---------- Material for this task ----------

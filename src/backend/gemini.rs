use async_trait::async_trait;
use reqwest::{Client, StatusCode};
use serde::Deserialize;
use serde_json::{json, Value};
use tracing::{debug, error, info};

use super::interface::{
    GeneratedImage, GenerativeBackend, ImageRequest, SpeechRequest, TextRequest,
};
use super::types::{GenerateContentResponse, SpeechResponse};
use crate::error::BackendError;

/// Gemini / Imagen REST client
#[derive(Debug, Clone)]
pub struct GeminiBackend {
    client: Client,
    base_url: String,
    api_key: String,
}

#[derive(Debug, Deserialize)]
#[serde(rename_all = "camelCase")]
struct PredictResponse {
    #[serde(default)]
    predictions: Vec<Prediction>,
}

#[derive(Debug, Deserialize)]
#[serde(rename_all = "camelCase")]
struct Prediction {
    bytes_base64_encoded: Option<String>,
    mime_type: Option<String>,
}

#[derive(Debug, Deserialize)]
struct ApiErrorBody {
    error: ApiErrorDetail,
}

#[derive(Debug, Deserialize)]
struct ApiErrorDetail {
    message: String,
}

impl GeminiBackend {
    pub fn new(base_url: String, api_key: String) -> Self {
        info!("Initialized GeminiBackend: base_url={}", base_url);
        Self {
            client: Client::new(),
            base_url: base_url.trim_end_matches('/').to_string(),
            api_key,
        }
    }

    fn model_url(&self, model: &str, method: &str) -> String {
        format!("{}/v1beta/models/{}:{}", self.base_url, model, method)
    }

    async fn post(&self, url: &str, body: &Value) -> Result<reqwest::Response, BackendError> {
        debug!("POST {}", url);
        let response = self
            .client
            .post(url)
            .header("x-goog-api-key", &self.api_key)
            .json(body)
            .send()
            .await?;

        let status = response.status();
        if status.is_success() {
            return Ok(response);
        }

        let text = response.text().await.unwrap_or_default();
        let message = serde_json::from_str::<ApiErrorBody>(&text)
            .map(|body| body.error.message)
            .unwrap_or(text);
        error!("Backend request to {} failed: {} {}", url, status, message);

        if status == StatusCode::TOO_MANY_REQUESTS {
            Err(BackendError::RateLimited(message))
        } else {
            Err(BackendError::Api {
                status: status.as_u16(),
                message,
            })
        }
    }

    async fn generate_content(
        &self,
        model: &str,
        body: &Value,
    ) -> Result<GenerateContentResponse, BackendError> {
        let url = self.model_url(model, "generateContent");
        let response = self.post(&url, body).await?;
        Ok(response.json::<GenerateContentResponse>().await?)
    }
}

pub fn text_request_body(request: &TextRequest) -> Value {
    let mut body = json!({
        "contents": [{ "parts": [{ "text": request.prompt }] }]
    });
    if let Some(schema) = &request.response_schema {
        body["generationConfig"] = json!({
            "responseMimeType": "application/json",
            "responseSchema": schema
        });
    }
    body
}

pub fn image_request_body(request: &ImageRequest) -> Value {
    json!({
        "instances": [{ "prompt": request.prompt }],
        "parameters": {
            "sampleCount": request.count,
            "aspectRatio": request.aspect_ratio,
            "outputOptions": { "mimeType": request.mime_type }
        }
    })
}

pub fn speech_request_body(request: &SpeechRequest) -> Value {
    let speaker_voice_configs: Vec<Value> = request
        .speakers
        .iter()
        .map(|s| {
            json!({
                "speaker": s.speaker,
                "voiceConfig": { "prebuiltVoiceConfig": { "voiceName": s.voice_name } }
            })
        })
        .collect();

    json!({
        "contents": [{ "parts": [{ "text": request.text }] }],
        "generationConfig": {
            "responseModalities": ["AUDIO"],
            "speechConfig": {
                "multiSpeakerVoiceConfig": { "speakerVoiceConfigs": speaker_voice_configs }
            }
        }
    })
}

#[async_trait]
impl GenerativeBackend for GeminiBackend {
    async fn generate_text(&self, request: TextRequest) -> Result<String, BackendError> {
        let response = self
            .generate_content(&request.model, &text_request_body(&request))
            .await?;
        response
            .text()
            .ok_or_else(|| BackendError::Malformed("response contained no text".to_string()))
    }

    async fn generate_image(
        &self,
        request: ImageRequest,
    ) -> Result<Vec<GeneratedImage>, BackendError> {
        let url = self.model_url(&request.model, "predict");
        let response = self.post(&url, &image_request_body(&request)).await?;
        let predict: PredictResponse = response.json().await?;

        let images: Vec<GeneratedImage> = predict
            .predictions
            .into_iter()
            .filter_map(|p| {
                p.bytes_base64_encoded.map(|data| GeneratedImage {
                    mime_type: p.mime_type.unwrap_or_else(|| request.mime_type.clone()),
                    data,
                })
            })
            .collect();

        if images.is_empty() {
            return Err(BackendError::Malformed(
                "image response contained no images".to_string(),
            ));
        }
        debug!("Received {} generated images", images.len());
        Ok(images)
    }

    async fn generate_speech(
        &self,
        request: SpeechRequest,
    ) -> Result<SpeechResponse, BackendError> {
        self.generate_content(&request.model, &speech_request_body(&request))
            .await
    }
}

----------
---------- Material for this task ----------

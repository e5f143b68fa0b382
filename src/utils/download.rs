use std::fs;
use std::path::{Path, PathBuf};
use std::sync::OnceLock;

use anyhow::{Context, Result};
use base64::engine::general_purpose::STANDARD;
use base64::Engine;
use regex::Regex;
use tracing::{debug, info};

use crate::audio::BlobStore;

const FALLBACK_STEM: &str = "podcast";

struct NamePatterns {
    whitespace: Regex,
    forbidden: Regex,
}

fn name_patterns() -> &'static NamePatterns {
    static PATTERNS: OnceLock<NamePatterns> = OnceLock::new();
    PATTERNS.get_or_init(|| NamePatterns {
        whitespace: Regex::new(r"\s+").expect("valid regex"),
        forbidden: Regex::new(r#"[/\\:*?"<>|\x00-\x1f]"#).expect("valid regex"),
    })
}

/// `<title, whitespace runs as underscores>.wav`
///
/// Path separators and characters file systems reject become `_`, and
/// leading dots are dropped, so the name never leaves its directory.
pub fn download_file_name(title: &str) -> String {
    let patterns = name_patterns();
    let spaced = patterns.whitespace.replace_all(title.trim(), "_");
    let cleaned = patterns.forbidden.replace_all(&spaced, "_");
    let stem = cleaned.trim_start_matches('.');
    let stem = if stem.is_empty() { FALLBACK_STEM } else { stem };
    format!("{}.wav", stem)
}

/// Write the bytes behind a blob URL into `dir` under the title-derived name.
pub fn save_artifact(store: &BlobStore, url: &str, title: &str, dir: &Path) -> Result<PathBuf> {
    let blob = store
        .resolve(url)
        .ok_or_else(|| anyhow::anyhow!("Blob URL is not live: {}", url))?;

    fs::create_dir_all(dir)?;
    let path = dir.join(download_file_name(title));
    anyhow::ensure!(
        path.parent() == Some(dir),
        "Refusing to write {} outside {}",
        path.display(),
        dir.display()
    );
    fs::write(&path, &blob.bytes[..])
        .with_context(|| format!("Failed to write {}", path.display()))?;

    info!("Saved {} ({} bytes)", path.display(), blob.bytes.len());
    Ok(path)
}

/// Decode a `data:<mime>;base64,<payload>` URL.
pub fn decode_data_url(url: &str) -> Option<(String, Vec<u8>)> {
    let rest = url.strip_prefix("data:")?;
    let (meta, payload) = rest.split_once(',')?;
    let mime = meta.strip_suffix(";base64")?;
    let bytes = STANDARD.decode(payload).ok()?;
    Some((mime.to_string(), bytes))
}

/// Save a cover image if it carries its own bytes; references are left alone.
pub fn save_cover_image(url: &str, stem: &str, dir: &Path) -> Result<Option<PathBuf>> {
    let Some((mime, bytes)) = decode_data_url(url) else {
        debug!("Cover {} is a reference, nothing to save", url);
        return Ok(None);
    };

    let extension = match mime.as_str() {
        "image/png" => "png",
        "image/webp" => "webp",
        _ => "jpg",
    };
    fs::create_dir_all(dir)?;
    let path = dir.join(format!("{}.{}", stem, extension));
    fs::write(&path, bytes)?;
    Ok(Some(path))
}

----------

What the task asks: In the records, which lines mention the word "struct"? Copy those lines.

Result:
pub struct GeminiBackend {
struct PredictResponse {
struct Prediction {
struct ApiErrorBody {
struct ApiErrorDetail {
struct NamePatterns {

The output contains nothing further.